Paul Helm (1940–2025) was a British philosopher and Reformed theologian. He taught at Regent College, having served as the first incumbent of the J. I. Packer Chair of Theology there from 2001 to 2005. He also served as Professor of Theology at Highland Theological College, Scotland, from 2007 to 2010.

==Education==
Helm was educated (BA, MA) at Worcester College, Oxford, and began his teaching career at the University of Liverpool, where he rose from Lecturer to Senior Lecturer to Reader in Philosophy (1964–93). He was subsequently appointed as Professor of the History and Philosophy of Religion at King's College London (1993–2000).

==Writings==
His voluminous writings ranged over philosophy of religion, philosophical theology, historical theology and apologetics. The bulk of his work, however, was on the doctrine of God (Eternal God, Clarendon, 1988; The Providence of God, IVP, 1993), religious belief (The Last Things, Banner of Truth, 1989; Belief Policies, Cambridge, 1994; Faith and Understanding, Eerdmans, 1997; Faith with Reason, Oxford, 2000), and the thought of John Calvin (Calvin and the Calvinists, Banner of Truth, 1982; John Calvin's Ideas, Oxford, 2004; Calvin: A Guide for the Perplexed, T & T Clark, 2008; Calvin at the Centre, Oxford, 2010). Helm debated Christian apologist William Lane Craig on Calvinism and Molinism.

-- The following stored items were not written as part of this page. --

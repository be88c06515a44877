mod cli;
mod config;
mod error;
mod extract;
mod merge;
mod mirror;
mod model;
mod pipeline;
mod providers;
mod store;

use std::path::PathBuf;
use std::process::ExitCode;

use anyhow::Result;
use clap::{Parser, Subcommand};
use tracing_subscriber::EnvFilter;

use config::MergeModeName;

#[derive(Parser)]
#[command(version, about = "Collect tracker issues and merge them with spreadsheet exports")]
struct Args {
    /// Config file (default: ~/.harvest/config.toml)
    #[arg(short, long, global = true, env = "HARVEST_CONFIG")]
    config: Option<PathBuf>,

    /// Quiet mode - warnings and errors only
    #[arg(short, long, global = true)]
    quiet: bool,

    #[command(subcommand)]
    command: Command,
}

#[derive(Subcommand)]
enum Command {
    /// Fetch issues of every configured project into the store
    Collect {
        /// Project to collect (repeatable, overrides config)
        #[arg(short, long = "project")]
        projects: Vec<String>,

        /// Store file to append to
        #[arg(long)]
        store: Option<PathBuf>,

        /// Replace rows with the same project and key instead of appending
        #[arg(long)]
        upsert: bool,

        /// Read only the first page of each project
        #[arg(long)]
        single_page: bool,
    },

    /// Merge the store with sibling exports into one table
    Merge {
        /// Output shape
        #[arg(short, long, value_enum)]
        mode: Option<MergeModeName>,

        /// Input as PATH[=LABEL[:MAPPING]] (repeatable, overrides config)
        #[arg(short, long = "input")]
        inputs: Vec<String>,

        /// Merged output file
        #[arg(short, long)]
        output: Option<PathBuf>,

        /// Shared column kept in narrow mode
        #[arg(long)]
        column: Option<String>,
    },

    /// Copy the remote configuration directory once
    Mirror,

    /// Mirror, then collect
    Run,
}

#[tokio::main(flavor = "current_thread")]
async fn main() -> Result<ExitCode> {
    let args = Args::parse();

    let default_filter = if args.quiet { "harvest=warn" } else { "harvest=info" };
    tracing_subscriber::fmt()
        .with_env_filter(
            EnvFilter::try_from_default_env().unwrap_or_else(|_| EnvFilter::new(default_filter)),
        )
        .with_target(false)
        .init();

    let config_path = args.config.unwrap_or_else(config::config_path);
    let config = config::load_config(&config_path)?;

    match args.command {
        Command::Collect {
            projects,
            store,
            upsert,
            single_page,
        } => {
            cli::handle_collect(
                &config,
                cli::CollectArgs {
                    projects,
                    store,
                    upsert,
                    single_page,
                },
            )
            .await
        }
        Command::Merge {
            mode,
            inputs,
            output,
            column,
        } => cli::handle_merge(
            &config,
            cli::MergeArgs {
                mode,
                inputs,
                output,
                column,
            },
        ),
        Command::Mirror => cli::handle_mirror(&config),
        Command::Run => cli::handle_run(&config).await,
    }
}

According to Carl Trueman, Helm's "major scholarly contributions lay in his application of Anglo-American philosophy to the doctrine of God."

Among his smaller works was The Callings: The Gospel in the World, Banner of Truth, 1987, which showed that instead of dividing life into 'spiritual' and 'secular' compartments every moment of it could be lived fully to the glory of God.